Guo J, Ping Q, Chen Y
Department of Pharmaceutics, China Pharmaceutical University, Nanjing 210009, People's Republic of China.
Int J Pharm. 2001 Mar 23;216(1-2):17-21. doi: 10.1016/s0378-5173(00)00680-3.
The present study was undertaken to investigate the incorporation of lipophilic polypeptide, cyclosporin A (CsA) into lecithin vesicular system and to compare its pharmacokinetics behavior with Sandimmun Neoral (CsA-NEO). Lecithin vesicles of cyclosporin A (CsA-VES) were prepared by the rotary evaporation method, treated further with sonication.

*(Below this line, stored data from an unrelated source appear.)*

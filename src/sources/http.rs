//! `PostsApi` over HTTP using a pooled `reqwest::Client`.

use std::time::Duration;

use async_trait::async_trait;
use reqwest::header::{CONTENT_TYPE, HeaderValue};
use reqwest::{Response, StatusCode};
use serde::Serialize;
use serde::de::DeserializeOwned;

use super::{ApiError, PostsApi};
use crate::state::{Comment, NewPost, Post, PostPatch};

/// Content type sent with every request that carries a JSON body.
pub const JSON_CONTENT_TYPE: &str = "application/json; charset=UTF-8";

/// HTTP implementation of [`PostsApi`] rooted at a base URL such as
/// `https://jsonplaceholder.typicode.com`.
#[derive(Debug, Clone)]
pub struct HttpPostsApi {
    /// Shared client (connection pooling is on by default).
    client: reqwest::Client,
    /// Base URL without trailing slash.
    base_url: String,
}

impl HttpPostsApi {
    /// What: Build a client for the service at `base_url`.
    ///
    /// Inputs:
    /// - `base_url`: Service root; a trailing `/` is ignored.
    /// - `connect_timeout`: Limit for establishing a connection.
    /// - `timeout`: Limit for a whole request/response exchange.
    ///
    /// Output:
    /// - `Ok(HttpPostsApi)`; `Err(ApiError::Network)` if the TLS/client setup fails.
    pub fn new(
        base_url: &str,
        connect_timeout: Duration,
        timeout: Duration,
    ) -> Result<Self, ApiError> {
        let client = reqwest::Client::builder()
            .connect_timeout(connect_timeout)
            .timeout(timeout)
            .user_agent(format!("postboard/{}", env!("CARGO_PKG_VERSION")))
            .build()
            .map_err(|e| ApiError::Network(format!("Failed to create HTTP client: {e}")))?;
        Ok(Self {
            client,
            base_url: base_url.trim_end_matches('/').to_string(),
        })
    }

    /// Base URL requests are issued against.
    #[must_use]
    pub fn base_url(&self) -> &str {
        &self.base_url
    }

    fn url(&self, path: &str) -> String {
        format!("{}{path}", self.base_url)
    }

    async fn send_json<B: Serialize + Sync>(
        &self,
        request: reqwest::RequestBuilder,
        body: &B,
    ) -> Result<Response, ApiError> {
        let bytes = serde_json::to_vec(body)
            .map_err(|e| ApiError::Decode(format!("Failed to encode request body: {e}")))?;
        request
            .header(CONTENT_TYPE, HeaderValue::from_static(JSON_CONTENT_TYPE))
            .body(bytes)
            .send()
            .await
            .map_err(transport_error)
    }
}

/// Map a `reqwest` send failure to `ApiError::Network`.
fn transport_error(e: reqwest::Error) -> ApiError {
    if e.is_timeout() {
        ApiError::Network(format!("Request timed out: {e}"))
    } else {
        ApiError::Network(e.to_string())
    }
}

/// What: Turn a response into an error unless its status is a success.
///
/// Inputs:
/// - `resp`: Response as received.
/// - `target`: Post id addressed by the request, for 404 mapping.
///
/// Output:
/// - The response back on 2xx; `NotFound` on 404 with a target; `Network` otherwise.
fn check_status(resp: Response, target: Option<u64>) -> Result<Response, ApiError> {
    let status = resp.status();
    if status.is_success() {
        return Ok(resp);
    }
    match (status, target) {
        (StatusCode::NOT_FOUND, Some(id)) => Err(ApiError::NotFound { id }),
        _ => Err(ApiError::Network(format!(
            "HTTP {status} from {}",
            resp.url()
        ))),
    }
}

async fn decode<T: DeserializeOwned>(resp: Response) -> Result<T, ApiError> {
    resp.json::<T>().await.map_err(|e| {
        if e.is_decode() {
            ApiError::Decode(e.to_string())
        } else {
            transport_error(e)
        }
    })
}

#[async_trait]
impl PostsApi for HttpPostsApi {
    async fn list_posts(&self) -> Result<Vec<Post>, ApiError> {
        let url = self.url("/posts");
        tracing::debug!(%url, "GET posts");
        let resp = self.client.get(&url).send().await.map_err(transport_error)?;
        decode(check_status(resp, None)?).await
    }

    async fn create_post(&self, new_post: NewPost) -> Result<Post, ApiError> {
        let url = self.url("/posts");
        tracing::debug!(%url, user_id = new_post.user_id, "POST post");
        let resp = self.send_json(self.client.post(&url), &new_post).await?;
        decode(check_status(resp, None)?).await
    }

    async fn update_post(&self, id: u64, patch: PostPatch) -> Result<Post, ApiError> {
        let url = self.url(&format!("/posts/{id}"));
        tracing::debug!(%url, "PATCH post");
        let resp = self.send_json(self.client.patch(&url), &patch).await?;
        decode(check_status(resp, Some(id))?).await
    }

    async fn delete_post(&self, id: u64) -> Result<(), ApiError> {
        let url = self.url(&format!("/posts/{id}"));
        tracing::debug!(%url, "DELETE post");
        let resp = self
            .client
            .delete(&url)
            .send()
            .await
            .map_err(transport_error)?;
        check_status(resp, Some(id)).map(|_| ())
    }

    async fn list_comments(&self, post_id: u64) -> Result<Vec<Comment>, ApiError> {
        let url = self.url(&format!("/posts/{post_id}/comments"));
        tracing::debug!(%url, "GET comments");
        let resp = self.client.get(&url).send().await.map_err(transport_error)?;
        decode(check_status(resp, None)?).await
    }
}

Studies were carried out to characterize the vesicles on physical properties, content, entrapment efficiency, particle size, polydispersity and Zeta potential. Pharmacokinetic behaviors were studied in rabbits at dose of 30 mg/kg. Results showed CyA vesicles were spherical particles, with content of 3.137+/-0.060% mg/ml, entrapment efficiency of 98.91+/-0.80%, particle size of 63.89+/-4.75 nm, polydispersity of 43.2+/-6.1% and Zeta potential of -13 mV. The best model fitting experimental data was a two-compartment open model with first-order kinetics. The relative bioavailability of CsA-VES versus CsA-NEO was 105+/-21% (n=6) and statistical analysis demonstrated both preparations were bioequivalent. In conclusion, lecithin vesicles are promising carriers in the oral delivery of CsA, considering their absorption enhancement effect and low-toxic property.

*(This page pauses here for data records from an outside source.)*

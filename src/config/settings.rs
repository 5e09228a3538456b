use std::fs;
use std::path::Path;
use std::time::Duration;

use super::paths::{config_dir, settings_path_in};

/// Default service root: the public JSONPlaceholder API.
pub const DEFAULT_BASE_URL: &str = "https://jsonplaceholder.typicode.com";

/// Written to `settings.conf` on first run.
pub(crate) const SKELETON_SETTINGS_CONTENT: &str = "# postboard settings\n\
#\n\
# Format: key = value\n\
# Lines starting with # or // are comments; ' # ...' after a value is ignored.\n\
#\n\
# Root of the posts REST service\n\
base_url = https://jsonplaceholder.typicode.com\n\
#\n\
# Network limits (seconds). A request that exceeds them fails with a network error.\n\
request_timeout_secs = 30\n\
connect_timeout_secs = 10\n\
#\n\
# Owner assigned to new posts when the list is not filtered to a single user\n\
default_user_id = 1\n\
#\n\
# UI housekeeping interval (milliseconds) and toast lifetime (seconds)\n\
tick_rate_ms = 200\n\
toast_duration_secs = 4\n";

/// User-configurable settings parsed from `settings.conf`.
#[derive(Clone, Debug, PartialEq, Eq)]
pub struct Settings {
    /// Service root used for every request.
    pub base_url: String,
    /// Whole-request timeout.
    pub request_timeout_secs: u64,
    /// Connection establishment timeout.
    pub connect_timeout_secs: u64,
    /// Owner for new posts when no user filter is selected.
    pub default_user_id: u64,
    /// Tick interval driving toast expiry and redraws.
    pub tick_rate_ms: u64,
    /// How long a non-blocking notification stays visible.
    pub toast_duration_secs: u64,
}

impl Default for Settings {
    fn default() -> Self {
        Self {
            base_url: DEFAULT_BASE_URL.to_string(),
            request_timeout_secs: 30,
            connect_timeout_secs: 10,
            default_user_id: 1,
            tick_rate_ms: 200,
            toast_duration_secs: 4,
        }
    }
}

impl Settings {
    /// Whole-request timeout as a [`Duration`].
    #[must_use]
    pub const fn request_timeout(&self) -> Duration {
        Duration::from_secs(self.request_timeout_secs)
    }

    /// Connect timeout as a [`Duration`].
    #[must_use]
    pub const fn connect_timeout(&self) -> Duration {
        Duration::from_secs(self.connect_timeout_secs)
    }

    /// Tick interval as a [`Duration`].
    #[must_use]
    pub const fn tick_rate(&self) -> Duration {
        Duration::from_millis(self.tick_rate_ms)
    }

    /// Toast lifetime as a [`Duration`].
    #[must_use]
    pub const fn toast_duration(&self) -> Duration {
        Duration::from_secs(self.toast_duration_secs)
    }
}

/// What: Remove a trailing ` # ...` or ` // ...` comment from a value.
///
/// Inputs:
/// - `s`: Raw value text after `=`.
///
/// Output:
/// - Trimmed value without the comment.
///
/// Details:
/// - A marker only counts when preceded by whitespace, so URLs such as
///   `https://host/#frag` survive intact.
pub(crate) fn strip_inline_comment(s: &str) -> &str {
    let bytes = s.as_bytes();
    let mut cut = s.len();
    for (i, ch) in s.char_indices() {
        let after_space = i > 0 && bytes[i - 1].is_ascii_whitespace();
        if after_space && (ch == '#' || s[i..].starts_with("//")) {
            cut = i;
            break;
        }
    }
    s[..cut].trim()
}

/// What: Parse a positive integer setting, keeping `current` on bad input.
fn parse_positive(key: &str, val: &str, current: u64) -> u64 {
    match val.parse::<u64>() {
        Ok(v) if v > 0 => v,
        _ => {
            tracing::warn!(key, value = val, "ignoring invalid setting value");
            current
        }
    }
}

/// What: Parse settings from `settings.conf` text.
///
/// Inputs:
/// - `content`: Full file contents.
///
/// Output:
/// - Settings with recognized keys applied over the defaults.
///
/// Details:
/// - Keys are case-insensitive; `.`, `-` and spaces are treated as `_`.
/// - Unknown keys and malformed lines are skipped; invalid values keep the default.
#[must_use]
pub fn parse_settings(content: &str) -> Settings {
    let mut out = Settings::default();
    for line in content.lines() {
        let trimmed = line.trim();
        if trimmed.is_empty() || trimmed.starts_with('#') || trimmed.starts_with("//") {
            continue;
        }
        let Some((raw_key, raw_val)) = trimmed.split_once('=') else {
            continue;
        };
        let key = raw_key.trim().to_lowercase().replace(['.', '-', ' '], "_");
        let val = strip_inline_comment(raw_val.trim());
        match key.as_str() {
            "base_url" | "api_base_url" | "server" => {
                if val.starts_with("http://") || val.starts_with("https://") {
                    out.base_url = val.trim_end_matches('/').to_string();
                } else {
                    tracing::warn!(value = val, "base_url must start with http:// or https://");
                }
            }
            "request_timeout_secs" | "timeout_secs" => {
                out.request_timeout_secs = parse_positive(&key, val, out.request_timeout_secs);
            }
            "connect_timeout_secs" => {
                out.connect_timeout_secs = parse_positive(&key, val, out.connect_timeout_secs);
            }
            "default_user_id" => {
                out.default_user_id = parse_positive(&key, val, out.default_user_id);
            }
            "tick_rate_ms" => {
                out.tick_rate_ms = parse_positive(&key, val, out.tick_rate_ms);
            }
            "toast_duration_secs" => {
                out.toast_duration_secs = parse_positive(&key, val, out.toast_duration_secs);
            }
            _ => {
                tracing::debug!(key = %key, "unknown settings key");
            }
        }
    }
    out
}

/// What: Load settings from `dir/settings.conf`, writing the skeleton if missing.
///
/// Inputs:
/// - `dir`: Directory holding `settings.conf`.
///
/// Output:
/// - Parsed settings, or defaults when the file cannot be read.
pub fn load_settings_from(dir: &Path) -> Settings {
    let path = settings_path_in(dir);
    if !path.is_file() {
        match fs::write(&path, SKELETON_SETTINGS_CONTENT) {
            Ok(()) => tracing::info!(path = %path.display(), "wrote default settings"),
            Err(e) => {
                tracing::warn!(path = %path.display(), error = %e, "could not write default settings");
            }
        }
    }
    match fs::read_to_string(&path) {
        Ok(content) => {
            tracing::info!(path = %path.display(), "loaded settings");
            parse_settings(&content)
        }
        Err(e) => {
            tracing::warn!(path = %path.display(), error = %e, "using default settings");
            Settings::default()
        }
    }
}

/// Load user settings from the standard config directory.
/// Falls back to `Settings::default()` when missing or unreadable.
pub fn settings() -> Settings {
    load_settings_from(&config_dir())
}

#[cfg(test)]
mod tests {
    use super::*;

    #[test]
    /// What: The skeleton parses back to the defaults.
    fn skeleton_matches_defaults() {
        assert_eq!(parse_settings(SKELETON_SETTINGS_CONTENT), Settings::default());
    }

    #[test]
    /// What: Recognized keys override defaults; junk is ignored.
    ///
    /// - Input: Mixed-case keys, inline comments, an unknown key, a bad number
    /// - Output: Valid overrides applied, others keep defaults
    fn parse_applies_overrides_and_skips_junk() {
        let text = "\
# comment
Base-URL = http://localhost:3000/   # local mock
request.timeout.secs = 5
default_user_id = zero
default_user_id = 0
tick_rate_ms = 50 // faster
no equals sign here
colour = purple
";
        let s = parse_settings(text);
        assert_eq!(s.base_url, "http://localhost:3000");
        assert_eq!(s.request_timeout_secs, 5);
        assert_eq!(s.default_user_id, 1);
        assert_eq!(s.tick_rate_ms, 50);
        assert_eq!(s.toast_duration_secs, 4);
    }

    #[test]
    fn non_http_base_url_is_rejected() {
        let s = parse_settings("base_url = ftp://example.org");
        assert_eq!(s.base_url, DEFAULT_BASE_URL);
    }

    #[test]
    /// What: Comment markers inside URLs are kept.
    fn inline_comment_needs_leading_space() {
        assert_eq!(
            strip_inline_comment("https://h/x#frag  # note"),
            "https://h/x#frag"
        );
        assert_eq!(strip_inline_comment("https://h/a//b"), "https://h/a//b");
        assert_eq!(strip_inline_comment("12 // twelve"), "12");
    }

    #[test]
    /// What: Loading from an empty directory writes and reads the skeleton.
    fn load_writes_skeleton_when_missing() {
        let dir = tempfile::tempdir().expect("tempdir");
        let s = load_settings_from(dir.path());
        assert_eq!(s, Settings::default());
        let written = fs::read_to_string(settings_path_in(dir.path())).expect("skeleton");
        assert!(written.contains("base_url"));
    }

    #[test]
    fn load_reads_existing_file() {
        let dir = tempfile::tempdir().expect("tempdir");
        fs::write(settings_path_in(dir.path()), "toast_duration_secs = 9\n").expect("write");
        assert_eq!(load_settings_from(dir.path()).toast_duration_secs, 9);
    }
}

本研究旨在探讨亲脂性多肽环孢素A(CsA)掺入卵磷脂囊泡系统,并将其药代动力学行为与新山地明(CsA-NEO)进行比较。采用旋转蒸发法制备环孢素A卵磷脂囊泡(CsA-VES),并进一步进行超声处理。对囊泡的物理性质、含量、包封率、粒径、多分散性和Zeta电位进行了表征研究。以30mg/kg的剂量在兔体内研究药代动力学行为。结果显示,环孢素A囊泡为球形颗粒,含量为3.137±0.060%mg/ml,包封率为98.91±0.80%,粒径为63.89±4.75nm,多分散性为43.2±6.1%,Zeta电位为-13mV。对实验数据拟合效果最好的模型是具有一级动力学的二室开放模型。CsA-VES相对于CsA-NEO的相对生物利用度为105±21%(n=6),统计分析表明两种制剂具有生物等效性。总之,考虑到卵磷脂囊泡的吸收增强作用和低毒性,其有望成为环孢素A口服给药的载体。